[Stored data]
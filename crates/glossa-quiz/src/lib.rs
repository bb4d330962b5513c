#![forbid(unsafe_code)]
//! glossa-quiz: randomized multiple-choice quizzes over glossary terms.
//!
//! # Overview
//!
//! Works directly on a category's terms (not the reference graph). A quiz
//! shows a definition value, stripped of markup, and asks which term it
//! belongs to; the options are the correct title plus up to three other
//! titles from the same category.
//!
//! ```text
//! Vec<Term> + QuizPlan (count, focus, distractor floor)
//!        ↓  generate::eligible_pool()
//! (term, field) candidates with enough distractors available
//!        ↓  Fisher–Yates shuffle, take N
//! Vec<QuizQuestion> { questionText, options, correctAnswer }
//! ```
//!
//! Randomness comes from a caller-supplied [`rand::Rng`], so a seeded run
//! reproduces its question set and option order exactly. An empty pool
//! yields zero questions, never an error.

pub mod generate;
pub mod score;
pub mod strip;

pub use generate::{
    DEFAULT_QUESTION_COUNT, MAX_DISTRACTORS, QuestionFocus, QuizPlan, QuizQuestion,
    eligible_pool_size, generate_questions,
};
pub use score::{check_answer, format_duration, score_percent};
pub use strip::strip_html;
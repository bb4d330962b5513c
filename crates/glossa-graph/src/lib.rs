#![forbid(unsafe_code)]
//! glossa-graph: reference detection, dependency graphs, and reading order.
//!
//! # Overview
//!
//! Given one category's term list, this crate finds which terms mention
//! which other terms in their definition prose and derives everything the
//! rest of the system needs from those mentions.
//!
//! ## Pipeline
//!
//! ```text
//! Vec<Term> (one category)
//!        ↓  index::TermIndex::from_terms()
//! TermIndex (case-insensitive title lookup, titleless terms dropped)
//!        ↓  scan::scan_references() per term
//! mention sets (lowered titles, self excluded)
//!        ├─ build::TermGraph / build::build_graph_data()
//!        │    petgraph DiGraph + {nodes, links} payload + content hash
//!        ├─ order::sort_terms_by_dependency()
//!        │    Kahn's algorithm, alphabetical fallback for cycles
//!        ├─ cycles::find_reference_cycles()
//!        │    SCCs with more than one member ("circular definitions")
//!        └─ stats::GraphStats::from_graph()
//! ```
//!
//! An edge `A → B` means "A's definition text mentions B's title", i.e.
//! the reader should meet B before A. Matching is exact, case-insensitive,
//! whole-word substring; no stemming, no fuzzy matching. The matcher is
//! a literal scanner, not a regex, so titles like `C++` or `A(B)` are
//! handled without any escaping concerns.
//!
//! ## Cache Invalidation
//!
//! [`build::TermGraph::content_hash`] is a BLAKE3 hash of the node and
//! edge sets. Compare it against a stored value to decide whether derived
//! artifacts (layouts, orderings) need recomputing.
//!
//! Everything here is pure and synchronous: no I/O, no shared state, no
//! failure surface. Malformed terms are filtered, empty results are valid.

pub mod build;
pub mod cycles;
pub mod index;
pub mod linkify;
pub mod order;
pub mod scan;
pub mod stats;

pub use build::{GraphData, GraphLink, GraphNode, TermGraph, build_graph_data, build_graph_data_with};
pub use cycles::find_reference_cycles;
pub use index::TermIndex;
pub use linkify::linkify_definition;
pub use order::sort_terms_by_dependency;
pub use scan::{mentions, scan_references};
pub use stats::GraphStats;
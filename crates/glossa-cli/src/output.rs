//! Shared output layer for human/JSON parity across all CLI commands.
//!
//! Every command handler receives an [`OutputMode`] and formats its result
//! accordingly: labelled text for humans, stable JSON for scripts. Logs go
//! to stderr (see `init_tracing` in `main.rs`), so stdout carries nothing
//! but the rendered result.

use serde::Serialize;
use std::io::{self, Write};

/// The two output modes supported by the CLI.
#[derive(Debug, Clone, Copy, PartialEq, Eq)]
pub enum OutputMode {
    /// Human-readable text.
    Human,
    /// Machine-readable JSON (one object per result).
    Json,
}

impl OutputMode {
    /// Returns `true` if JSON output was requested.
    #[must_use]
    pub fn is_json(self) -> bool {
        matches!(self, Self::Json)
    }
}

/// A structured error with optional suggestion and error code.
#[derive(Debug, Serialize)]
pub struct CliError {
    /// Human-readable error message.
    pub message: String,
    /// Optional suggestion for how to fix the error.
    #[serde(skip_serializing_if = "Option::is_none")]
    pub suggestion: Option<String>,
    /// Machine-readable error code (e.g. "category_not_found").
    #[serde(skip_serializing_if = "Option::is_none")]
    pub error_code: Option<String>,
}

impl CliError {
    /// Create a simple error with just a message.
    pub fn new(message: impl Into<String>) -> Self {
        Self {
            message: message.into(),
            suggestion: None,
            error_code: None,
        }
    }

    /// Create an error with a suggestion and error code.
    pub fn with_details(
        message: impl Into<String>,
        suggestion: impl Into<String>,
        error_code: impl Into<String>,
    ) -> Self {
        Self {
            message: message.into(),
            suggestion: Some(suggestion.into()),
            error_code: Some(error_code.into()),
        }
    }
}

impl From<&glossa_core::StoreError> for CliError {
    fn from(err: &glossa_core::StoreError) -> Self {
        Self {
            message: err.to_string(),
            suggestion: err.suggestion().map(str::to_string),
            error_code: Some(err.error_code().to_string()),
        }
    }
}

impl From<&glossa_core::OpsError> for CliError {
    fn from(err: &glossa_core::OpsError) -> Self {
        Self {
            message: err.to_string(),
            suggestion: err.suggestion().map(str::to_string),
            error_code: Some(err.error_code().to_string()),
        }
    }
}

/// Render a serializable value to stdout in the requested format.
///
/// In JSON mode, the value is serialized with `serde_json`. In human mode,
/// the provided `human_fn` closure is called to produce text output.
///
/// # Errors
///
/// Returns an error if serialization or writing to stdout fails.
pub fn render<T: Serialize>(
    mode: OutputMode,
    value: &T,
    human_fn: impl FnOnce(&T, &mut dyn Write) -> io::Result<()>,
) -> anyhow::Result<()> {
    let stdout = io::stdout();
    let mut out = stdout.lock();
    match mode {
        OutputMode::Json => {
            serde_json::to_writer_pretty(&mut out, value)?;
            writeln!(out)?;
        }
        OutputMode::Human => {
            human_fn(value, &mut out)?;
        }
    }
    Ok(())
}

/// Render an error to stderr in the requested format.
///
/// # Errors
///
/// Returns an error if serialization or writing to stderr fails.
pub fn render_error(mode: OutputMode, error: &CliError) -> anyhow::Result<()> {
    let stderr = io::stderr();
    let mut out = stderr.lock();
    match mode {
        OutputMode::Json => {
            let wrapper = serde_json::json!({
                "error": error,
            });
            serde_json::to_writer_pretty(&mut out, &wrapper)?;
            writeln!(out)?;
        }
        OutputMode::Human => {
            writeln!(out, "error: {}", error.message)?;
            if let Some(ref suggestion) = error.suggestion {
                writeln!(out, "  suggestion: {suggestion}")?;
            }
        }
    }
    Ok(())
}

#[cfg(test)]
mod tests {
    use super::*;
    use glossa_core::{OpsError, StoreError};
    use std::path::PathBuf;

    #[test]
    fn output_mode_is_json() {
        assert!(OutputMode::Json.is_json());
        assert!(!OutputMode::Human.is_json());
    }

    #[test]
    fn cli_error_simple() {
        let err = CliError::new("something went wrong");
        assert_eq!(err.message, "something went wrong");
        assert!(err.suggestion.is_none());
        assert!(err.error_code.is_none());
    }

    #[test]
    fn cli_error_with_details() {
        let err = CliError::with_details(
            "category 'zzz' not found",
            "use `glossa category list` to see available categories",
            "category_not_found",
        );
        assert_eq!(err.message, "category 'zzz' not found");
        assert!(err.suggestion.as_deref().unwrap().contains("category list"));
        assert_eq!(err.error_code.as_deref(), Some("category_not_found"));
    }

    #[test]
    fn cli_error_from_store_error() {
        let err = StoreError::NotFound {
            path: PathBuf::from("glossary.json"),
        };
        let cli_err = CliError::from(&err);
        assert!(cli_err.message.contains("glossary.json"));
        assert!(cli_err.suggestion.as_deref().unwrap().contains("glossa init"));
        assert_eq!(cli_err.error_code.as_deref(), Some("document_missing"));
    }

    #[test]
    fn cli_error_from_ops_error() {
        let err = OpsError::TermNotFound {
            category_id: "cat-1".into(),
            id: "term-9".into(),
        };
        let cli_err = CliError::from(&err);
        assert!(cli_err.message.contains("term-9"));
        assert_eq!(cli_err.error_code.as_deref(), Some("term_not_found"));
    }

    #[test]
    fn cli_error_serializes_without_absent_fields() {
        let err = CliError::new("plain");
        let json = serde_json::to_string(&err).unwrap();
        assert_eq!(json, r#"{"message":"plain"}"#);
    }

    #[test]
    fn render_json_output() {
        #[derive(Serialize)]
        struct TestData {
            name: String,
            count: u32,
        }
        let data = TestData {
            name: "test".into(),
            count: 42,
        };
        let result = render(OutputMode::Json, &data, |_, _| Ok(()));
        assert!(result.is_ok());
    }

    #[test]
    fn render_human_output() {
        #[derive(Serialize)]
        struct TestData {
            name: String,
        }
        let data = TestData {
            name: "test".into(),
        };
        let result = render(OutputMode::Human, &data, |d, w| {
            writeln!(w, "Name: {}", d.name)
        });
        assert!(result.is_ok());
    }

    #[test]
    fn render_error_json() {
        let err = CliError::with_details("bad input", "try again", "bad_input");
        let result = render_error(OutputMode::Json, &err);
        assert!(result.is_ok());
    }

    #[test]
    fn render_error_human() {
        let err = CliError::with_details("bad input", "try again", "bad_input");
        let result = render_error(OutputMode::Human, &err);
        assert!(result.is_ok());
    }
}
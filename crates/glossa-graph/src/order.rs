//! Dependency-aware reading order via Kahn's algorithm.
//!
//! # Overview
//!
//! Produces a linear arrangement of a category's terms where, wherever the
//! reference graph allows it, a term appears only after every term its
//! definitions mention. Cycles never fail the sort: once the queue drains,
//! terms still locked in a cycle (or locked behind one) are appended in
//! alphabetical order by title.
//!
//! Ordering is fully deterministic for a given input: indegree-zero terms
//! are seeded alphabetically, terms freed mid-pass follow queue discovery
//! order, and the fallback tail is alphabetical.

use std::cmp::Ordering;
use std::collections::VecDeque;

use tracing::{debug, instrument};

use crate::index::TermIndex;
use crate::scan::scan_references;
use glossa_core::model::Term;

/// Sort `terms` so prerequisites come before the terms that mention them.
///
/// Titleless terms cannot participate in reference detection and are
/// dropped; the result is a permutation of the titled input terms.
#[must_use]
#[instrument(skip(terms))]
pub fn sort_terms_by_dependency(terms: &[Term]) -> Vec<Term> {
    let index = TermIndex::from_terms(terms);
    let n = index.len();
    if n == 0 {
        return Vec::new();
    }

    // indegree[i] = number of distinct terms that term i depends on.
    // dependents[j] = positions of terms whose definitions mention term j.
    let mut indegree = vec![0_usize; n];
    let mut dependents: Vec<Vec<usize>> = vec![Vec::new(); n];

    for (pos, term) in index.terms().iter().enumerate() {
        for referenced in scan_references(term, &index) {
            let Some(target) = index.position(&referenced) else {
                continue;
            };
            indegree[pos] += 1;
            dependents[target].push(pos);
        }
    }

    let by_title = |a: usize, b: usize| -> Ordering {
        let (ta, tb) = (index.terms()[a], index.terms()[b]);
        index.titles()[a]
            .cmp(&index.titles()[b])
            .then_with(|| ta.title.cmp(&tb.title))
            .then_with(|| ta.id.cmp(&tb.id))
    };

    let mut seeds: Vec<usize> = (0..n).filter(|&i| indegree[i] == 0).collect();
    seeds.sort_unstable_by(|&a, &b| by_title(a, b));

    let mut queue: VecDeque<usize> = seeds.into();
    let mut order: Vec<usize> = Vec::with_capacity(n);

    while let Some(pos) = queue.pop_front() {
        order.push(pos);
        for &dependent in &dependents[pos] {
            indegree[dependent] -= 1;
            if indegree[dependent] == 0 {
                queue.push_back(dependent);
            }
        }
    }

    // Anything still carrying indegree sits in a cycle or behind one.
    if order.len() < n {
        let mut leftover: Vec<usize> = (0..n).filter(|&i| indegree[i] > 0).collect();
        leftover.sort_unstable_by(|&a, &b| by_title(a, b));
        debug!(cyclic = leftover.len(), "appending cycle members alphabetically");
        order.extend(leftover);
    }

    order.into_iter().map(|pos| index.terms()[pos].clone()).collect()
}

// ---------------------------------------------------------------------------
// Tests
// ---------------------------------------------------------------------------
//! `glossa completions` — shell completion scripts.

use std::io::Write;

use clap::Args;
use clap_complete::{Shell, generate};

#[derive(Args, Debug)]
pub struct CompletionsArgs {
    /// Shell to generate completions for.
    #[arg(value_enum)]
    pub shell: Shell,
}

/// Write a completion script for `shell` to stdout.
pub fn run_completions(shell: Shell, command: &mut clap::Command) -> anyhow::Result<()> {
    write_completions(shell, command, &mut std::io::stdout());
    Ok(())
}

fn write_completions(shell: Shell, command: &mut clap::Command, w: &mut dyn Write) {
    generate(shell, command, "glossa", w);
}
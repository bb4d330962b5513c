//! Project configuration (`glossa.toml`), sitting next to the glossary
//! document. Every field is defaulted so a missing or partial file works.

use anyhow::{Context, Result};
use serde::{Deserialize, Serialize};
use std::path::Path;

/// File name looked up in the glossary document's directory.
pub const CONFIG_FILE: &str = "glossa.toml";

#[derive(Debug, Clone, Default, PartialEq, Serialize, Deserialize)]
pub struct ProjectConfig {
    #[serde(default)]
    pub quiz: QuizConfig,
    #[serde(default)]
    pub graph: GraphConfig,
}

#[derive(Debug, Clone, PartialEq, Eq, Serialize, Deserialize)]
pub struct QuizConfig {
    /// Question count used when `-n` is not given.
    #[serde(default = "default_question_count")]
    pub default_questions: usize,
    /// Minimum distinct distractors required per question (clamped to 1..=3).
    #[serde(default = "default_min_distractors")]
    pub min_distractors: usize,
}

impl Default for QuizConfig {
    fn default() -> Self {
        Self {
            default_questions: default_question_count(),
            min_distractors: default_min_distractors(),
        }
    }
}

impl QuizConfig {
    /// Config values are clamped rather than rejected; a typo'd
    /// `min_distractors = 9` degrades to 3, not a broken quiz.
    #[must_use]
    pub fn clamped_min_distractors(&self) -> usize {
        self.min_distractors.clamp(1, 3)
    }
}

#[derive(Debug, Clone, PartialEq, Serialize, Deserialize)]
pub struct GraphConfig {
    /// Base node radius in the visualization payload.
    #[serde(default = "default_base_radius")]
    pub base_radius: f64,
    /// Radius added per edge touching a node.
    #[serde(default = "default_radius_per_link")]
    pub radius_per_link: f64,
}

impl Default for GraphConfig {
    fn default() -> Self {
        Self {
            base_radius: default_base_radius(),
            radius_per_link: default_radius_per_link(),
        }
    }
}

fn default_question_count() -> usize {
    5
}

fn default_min_distractors() -> usize {
    2
}

fn default_base_radius() -> f64 {
    8.0
}

fn default_radius_per_link() -> f64 {
    1.5
}

/// Load `glossa.toml` from `dir`, falling back to defaults when absent.
///
/// # Errors
///
/// Returns an error only when the file exists but cannot be read or parsed.
pub fn load_config(dir: &Path) -> Result<ProjectConfig> {
    let path = dir.join(CONFIG_FILE);
    if !path.exists() {
        return Ok(ProjectConfig::default());
    }

    let content = std::fs::read_to_string(&path)
        .with_context(|| format!("Failed to read {}", path.display()))?;

    toml::from_str::<ProjectConfig>(&content)
        .with_context(|| format!("Failed to parse {}", path.display()))
}

// ---------------------------------------------------------------------------
// Tests
// ---------------------------------------------------------------------------
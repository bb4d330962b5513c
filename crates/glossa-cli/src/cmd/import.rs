//! `glossa import` — replace or extend the document from an export file.

use std::io::Write;
use std::path::PathBuf;

use anyhow::Context as _;
use clap::Args;
use glossa_core::{GlossaryData, GlossaryStore, StoreError, parse_document};
use serde::Serialize;

use crate::cmd::save_document;
use crate::output::{CliError, OutputMode, render, render_error};

#[derive(Args, Debug)]
pub struct ImportArgs {
    /// Export file to import.
    // Distinct id: the global `--file` document-path flag also has id
    // `file`, and clap merges same-id args across the global namespace.
    #[arg(id = "import_file", value_name = "FILE")]
    pub file: PathBuf,

    /// Append the imported categories to the current document instead of
    /// replacing it.
    #[arg(long)]
    pub merge: bool,
}

#[derive(Debug, Serialize)]
struct ImportReport {
    mode: &'static str,
    categories: usize,
    terms: usize,
}

/// Import a document. The file must parse as a full glossary document
/// before anything is written; a rejected import leaves the stored
/// document untouched.
pub fn run_import(
    args: &ImportArgs,
    output: OutputMode,
    store: &impl GlossaryStore,
) -> anyhow::Result<()> {
    let raw = std::fs::read_to_string(&args.file)
        .with_context(|| format!("failed to read import file {}", args.file.display()))?;
    let incoming = match parse_document(&raw) {
        Ok(incoming) => incoming,
        Err(err) => {
            render_error(output, &CliError::from(&err))?;
            anyhow::bail!("invalid import file")
        }
    };

    let (data, mode) = if args.merge {
        let mut existing = match store.load() {
            Ok(existing) => existing,
            Err(StoreError::NotFound { .. }) => GlossaryData::default(),
            Err(err) => {
                render_error(output, &CliError::from(&err))?;
                anyhow::bail!("glossary document unavailable")
            }
        };
        existing.categories.extend(incoming.categories);
        (existing, "merge")
    } else {
        (incoming, "replace")
    };
    save_document(store, output, &data)?;

    let report = ImportReport {
        mode,
        categories: data.categories.len(),
        terms: data.term_count(),
    };
    render(output, &report, render_import_human)
}

fn render_import_human(report: &ImportReport, w: &mut dyn Write) -> std::io::Result<()> {
    writeln!(
        w,
        "✓ Imported ({}): document now has {} categories, {} term(s)",
        report.mode, report.categories, report.terms
    )
}
//! Editing operations over an in-memory glossary document.
//!
//! All functions mutate a `GlossaryData` the caller owns; persistence is
//! the caller's concern (load, mutate, save). Lookup failures are typed
//! errors, never panics.

use crate::error::OpsError;
use crate::ident;
use crate::model::{Category, Definitions, GlossaryData, Term};
use serde::{Deserialize, Serialize};
use tracing::debug;

/// A term without an id, as supplied by editing surfaces and bulk import.
#[derive(Debug, Clone, Default, PartialEq, Eq, Serialize, Deserialize)]
pub struct TermDraft {
    pub title: String,
    #[serde(default)]
    pub definitions: Definitions,
    #[serde(rename = "isUnderstood", default, skip_serializing_if = "Option::is_none")]
    pub is_understood: Option<bool>,
}

impl TermDraft {
    fn into_term(self, id: String) -> Term {
        Term {
            id,
            title: self.title,
            definitions: self.definitions,
            is_understood: self.is_understood,
        }
    }
}

/// A partial term update. Provided fields replace the term's fields
/// wholesale (spread-merge); absent fields are left untouched.
#[derive(Debug, Clone, Default, PartialEq, Eq)]
pub struct TermPatch {
    pub title: Option<String>,
    pub definitions: Option<Definitions>,
    pub is_understood: Option<bool>,
}

impl TermPatch {
    #[must_use]
    pub const fn is_empty(&self) -> bool {
        self.title.is_none() && self.definitions.is_none() && self.is_understood.is_none()
    }
}

/// Append a new category and return its id.
pub fn add_category(data: &mut GlossaryData, name: impl Into<String>) -> String {
    let id = ident::new_category_id();
    data.categories.push(Category {
        id: id.clone(),
        name: name.into(),
        terms: Vec::new(),
    });
    debug!(category_id = %id, "category added");
    id
}

/// Rename an existing category.
///
/// # Errors
///
/// Returns `CategoryNotFound` if no category has `category_id`.
pub fn rename_category(
    data: &mut GlossaryData,
    category_id: &str,
    name: impl Into<String>,
) -> Result<(), OpsError> {
    let category = require_category(data, category_id)?;
    category.name = name.into();
    Ok(())
}

/// Remove a category and all terms it contains, returning it.
///
/// # Errors
///
/// Returns `CategoryNotFound` if no category has `category_id`.
pub fn delete_category(data: &mut GlossaryData, category_id: &str) -> Result<Category, OpsError> {
    let idx = data
        .categories
        .iter()
        .position(|c| c.id == category_id)
        .ok_or_else(|| OpsError::CategoryNotFound {
            id: category_id.to_string(),
        })?;
    Ok(data.categories.remove(idx))
}

/// Append a new term to a category and return the minted term id.
///
/// # Errors
///
/// Returns `CategoryNotFound` if no category has `category_id`.
pub fn add_term(
    data: &mut GlossaryData,
    category_id: &str,
    draft: TermDraft,
) -> Result<String, OpsError> {
    let category = require_category(data, category_id)?;
    let id = ident::new_term_id();
    category.terms.push(draft.into_term(id.clone()));
    debug!(category_id, term_id = %id, "term added");
    Ok(id)
}

/// Append many terms at once, returning the minted ids in draft order.
///
/// # Errors
///
/// Returns `CategoryNotFound` if no category has `category_id`; in that
/// case no draft is added.
pub fn bulk_add_terms(
    data: &mut GlossaryData,
    category_id: &str,
    drafts: Vec<TermDraft>,
) -> Result<Vec<String>, OpsError> {
    let category = require_category(data, category_id)?;
    let mut ids = Vec::with_capacity(drafts.len());
    for draft in drafts {
        let id = ident::new_term_id();
        category.terms.push(draft.into_term(id.clone()));
        ids.push(id);
    }
    debug!(category_id, added = ids.len(), "bulk terms added");
    Ok(ids)
}

/// Apply a partial update to a term. The id is immutable.
///
/// # Errors
///
/// Returns `CategoryNotFound` / `TermNotFound` on a bad id pair.
pub fn update_term(
    data: &mut GlossaryData,
    category_id: &str,
    term_id: &str,
    patch: TermPatch,
) -> Result<(), OpsError> {
    let term = require_term(data, category_id, term_id)?;
    if let Some(title) = patch.title {
        term.title = title;
    }
    if let Some(definitions) = patch.definitions {
        term.definitions = definitions;
    }
    if let Some(understood) = patch.is_understood {
        term.is_understood = Some(understood);
    }
    Ok(())
}

/// Remove a term from a category, returning it.
///
/// # Errors
///
/// Returns `CategoryNotFound` / `TermNotFound` on a bad id pair.
pub fn delete_term(
    data: &mut GlossaryData,
    category_id: &str,
    term_id: &str,
) -> Result<Term, OpsError> {
    let category = require_category(data, category_id)?;
    let idx = category
        .terms
        .iter()
        .position(|t| t.id == term_id)
        .ok_or_else(|| OpsError::TermNotFound {
            category_id: category_id.to_string(),
            id: term_id.to_string(),
        })?;
    Ok(category.terms.remove(idx))
}

fn require_category<'a>(
    data: &'a mut GlossaryData,
    category_id: &str,
) -> Result<&'a mut Category, OpsError> {
    data.category_mut(category_id)
        .ok_or_else(|| OpsError::CategoryNotFound {
            id: category_id.to_string(),
        })
}

fn require_term<'a>(
    data: &'a mut GlossaryData,
    category_id: &str,
    term_id: &str,
) -> Result<&'a mut Term, OpsError> {
    require_category(data, category_id)?
        .term_mut(term_id)
        .ok_or_else(|| OpsError::TermNotFound {
            category_id: category_id.to_string(),
            id: term_id.to_string(),
        })
}

// ---------------------------------------------------------------------------
// Tests
// ---------------------------------------------------------------------------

### Aim of the task:
An exact copy of the lines above, from the one containing "scripts. Logs go" down to the one containing "pub fn is_json(self)" and including both, is the whole answer; retype it and nothing else.

### Final answer:
//! accordingly: labelled text for humans, stable JSON for scripts. Logs go
//! to stderr (see `init_tracing` in `main.rs`), so stdout carries nothing
//! but the rendered result.

use serde::Serialize;
use std::io::{self, Write};

/// The two output modes supported by the CLI.
#[derive(Debug, Clone, Copy, PartialEq, Eq)]
pub enum OutputMode {
    /// Human-readable text.
    Human,
    /// Machine-readable JSON (one object per result).
    Json,
}

impl OutputMode {
    /// Returns `true` if JSON output was requested.
    #[must_use]
    pub fn is_json(self) -> bool {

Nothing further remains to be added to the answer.